Monday 25 January 2016

Atomic Trampoline

This amazing toy gives us an insight into the behaviour of metals at an atomic level!

There are two perspex tubes, and each has a circular lump of metal at the bottom. They appear pretty much identical. If you drop a ball bearing into the first tube, it falls onto the piece of stainless steel at the bottom, and it bounces a few times before stopping. The kinetic energy that it had originally has been dissipated. Some of it has been converted into sound - we hear the ball bearing hitting the metal. However there are other ways in which the kinetic energy is dissipated.

Most metals, including stainless steel, have a crystalline structure.
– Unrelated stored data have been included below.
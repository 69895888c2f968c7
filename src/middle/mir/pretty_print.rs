use std::fmt::Write;

use colored::Colorize;
use itertools::Itertools;

use crate::{
    index::Index,
    middle::mir::{self, AssignSource, BuiltinKind, StatementKind, SubroutineKind, Terminator},
};

/// Renders every subroutine of the program
pub fn pretty_print_program(program: &mir::Program) -> String {
    let mut out = String::new();

    for (id, literal) in program.literals.enumerate() {
        // infallible, writing into a String
        let _ = writeln!(
            out,
            "{} {} {} {}",
            "const".magenta(),
            format!("$lit{}", id.index()).purple(),
            "=".white(),
            literal.value
        );
    }
    if !program.literals.is_empty() {
        out.push('\n');
    }

    for class in program.classes.iter() {
        let _ = writeln!(
            out,
            "{} {} {{ {} }}",
            "class".magenta(),
            program.type_name(class.ty).blue(),
            class
                .fields
                .iter()
                .map(|f| f.name.value().to_owned())
                .chain(class.methods.iter().map(|m| format!(
                    "{}()",
                    m.name
                )))
                .join(", ")
        );
    }

    for id in program.subroutines.indices() {
        out.push_str(&pretty_print_subroutine(program, id));
        out.push('\n');
    }

    out
}

pub fn pretty_print_subroutine(program: &mir::Program, id: mir::SubroutineId) -> String {
    let subroutine = &program.subroutines[id];
    let mut out = String::new();

    let keyword = match &subroutine.kind {
        SubroutineKind::Defined(_) => "fn",
        SubroutineKind::Declared => "declare fn",
        SubroutineKind::Imported { .. } => "import fn",
    };
    let _ = write!(
        out,
        "{} {}{}",
        keyword.magenta(),
        subroutine_name(program, id).blue(),
        "(".white()
    );

    let body = match &subroutine.kind {
        SubroutineKind::Defined(body) => body,
        SubroutineKind::Imported {
            library,
            entry_point,
        } => {
            let _ = writeln!(
                out,
                "{} {} {}",
                ")".white(),
                "from".magenta(),
                format!(
                    "{library:?}{}",
                    entry_point
                        .as_deref()
                        .map(|e| format!(" as {e}"))
                        .unwrap_or_default()
                )
                .green()
            );
            return out;
        }
        SubroutineKind::Declared => {
            let _ = writeln!(out, "{}", ")".white());
            return out;
        }
    };

    let _ = write!(
        out,
        "{}",
        body.parameters
            .iter()
            .map(|p| value_name(body, *p))
            .join(", ")
            .white()
    );
    let _ = writeln!(
        out,
        "{} {} {}",
        ") ->".white(),
        value_name(body, body.return_value),
        "{".white()
    );

    for local in body.locals.iter().chain(&body.temporaries) {
        let _ = writeln!(
            out,
            "    {} {}: {}",
            "let".magenta(),
            value_name(body, *local),
            program.type_name(body.values[*local].ty).white()
        );
    }

    for (id, block) in body.blocks.enumerate() {
        let mut label = format!("bb{}:", id.index());
        if id == body.entry {
            label.push_str(" (entry)");
        }
        let _ = writeln!(out, "{}", label.bright_red());

        for statement in &block.statements {
            let _ = writeln!(out, "    {}", statement_to_string(program, body, &statement.kind));
        }

        let _ = writeln!(out, "    {}", terminator_to_string(body, &block.terminator));
    }

    let _ = writeln!(out, "{}", "}".white());
    out
}

pub fn subroutine_name(program: &mir::Program, id: mir::SubroutineId) -> String {
    let subroutine = &program.subroutines[id];
    match subroutine.owner {
        Some(owner) => format!("{}.{}", program.type_name(owner), subroutine.symbol.name),
        None => subroutine.symbol.name.to_string(),
    }
}

fn value_name(body: &mir::Body, id: mir::ValueId) -> String {
    let name = match body.values[id].symbol {
        Some(symbol) => format!("%{}.{}", id.index(), symbol.name),
        None => format!("%{}", id.index()),
    };
    name.yellow().to_string()
}

fn literal_name(program: &mir::Program, id: mir::LiteralId) -> String {
    program.literals[id].value.to_string().purple().to_string()
}

pub fn statement_to_string(
    program: &mir::Program,
    body: &mir::Body,
    kind: &StatementKind,
) -> String {
    let value = |id| value_name(body, id);
    let values = |ids: &[mir::ValueId]| ids.iter().map(|v| value_name(body, *v)).join(", ");

    match kind {
        StatementKind::Operator {
            kind,
            result,
            arguments,
        } => format!(
            "{} {} {} {}",
            value(*result),
            "=".white(),
            kind.symbol().cyan(),
            values(arguments)
        ),
        StatementKind::Call {
            result,
            callee,
            arguments,
        } => format!(
            "{} {} {} {}({})",
            value(*result),
            "=".white(),
            "call".cyan(),
            subroutine_name(program, *callee).blue(),
            values(arguments)
        ),
        StatementKind::Member {
            result,
            object,
            name,
        } => format!(
            "{} {} {}.{}",
            value(*result),
            "=".white(),
            value(*object),
            literal_name(program, *name)
        ),
        StatementKind::MemberRef {
            result,
            object,
            name,
        } => format!(
            "{} {} &{}.{}",
            value(*result),
            "=".white(),
            value(*object),
            literal_name(program, *name)
        ),
        StatementKind::Builtin {
            kind,
            template,
            result,
            arguments,
        } => {
            let name = match kind {
                BuiltinKind::Cast => "cast",
                BuiltinKind::Make => "make",
                BuiltinKind::Print => "print",
                BuiltinKind::TypeOf => "typeof",
            };
            let template = template
                .map(|t| format!("<{}>", program.type_name(t)))
                .unwrap_or_default();
            let call = format!("{}{template}({})", name.cyan(), values(arguments));
            match result {
                Some(result) => format!("{} {} {call}", value(*result), "=".white()),
                None => call,
            }
        }
        StatementKind::Assign {
            destination,
            source,
        } => {
            let source = match source {
                AssignSource::Value(v) => value(*v),
                AssignSource::Literal(l) => literal_name(program, *l),
                AssignSource::Subroutine(s) => subroutine_name(program, *s).blue().to_string(),
            };
            format!("{} {} {source}", value(*destination), "<-".white())
        }
    }
}

fn terminator_to_string(body: &mir::Body, terminator: &Terminator) -> String {
    let label = |b: mir::BlockId| format!("bb{}", b.index()).blue().to_string();

    match terminator {
        Terminator::Conditional {
            condition,
            positive,
            negative,
        } => format!(
            "{} {} {} {}",
            "br".cyan(),
            value_name(body, *condition),
            label(*positive),
            label(*negative)
        ),
        Terminator::Unconditional(target) => format!("{} {}", "jmp".cyan(), label(*target)),
        Terminator::Sink => "sink".cyan().to_string(),
    }
}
This means that the atoms in the structure arrange themselves in an ordered manner, in which a small repeat unit called a 'unit cell' can be identified. This unit cell, which in some cases contains just several atoms, is repeated in all three directions, and in this way, the entire structure is built up. This unit cell description of a crystalline structure implies the atoms are arranged in perfect order, which is only true in an ideal solid. All crystalline solid structures contain missing atoms, called defects, impurity atoms of other elements, and misaligned planes of atoms called dislocations, or 'slip planes'. Because this helps the atoms to slide past one another, this is an important way in which energy is absorbed.

Now, drop a ball bearing into the other tube, and watch what happens. The ball bearing bounces back almost to the point at which is was dropped, and it continues to bounce for a considerable length of time. How is this happening?

On top of the lump of stainless steel is a disc of a metal alloy, called 'amorphous metal'. This alloy, which was discovered in 1993, consists of 5 metals - Zirconium, Beryllium, Titanium, Copper, and Nickel. The atoms in an amorphous material are not arranged in any ordered structure, rather they have a tightly-packed, but random arrangement. Amorphous materials are formed by cooling the liquid material quickly enough to prevent crystallization; the atoms do not have time to arrange themselves into an ordered structure. Liquidmetal® is an amorphous alloy (also known as a metallic glass) containing five elements, with the elemental composition is 41.2% zirconium, 22.5% beryllium, 13.8% titanium, 12.5% copper, and 10.0% nickel.

Because of the varying sizes of these atoms, and their random arrangement in the solid, there are no groups of atoms that can easily move past one another. Because there are no planes of atoms in an amorphous material, the atoms are gridlocked into the glassy structure, making the movement of groups of atoms very difficult. One consequence of this atomic gridlock is that some amorphous metals are very hard. Liquidmetal® is more than two times harder than stainless steel. However, besides being a very hard material, this amorphous alloy has a low elastic (or Young's) modulus. The combination of hardness and elasticity of amorphous metals gives them their unusual properties.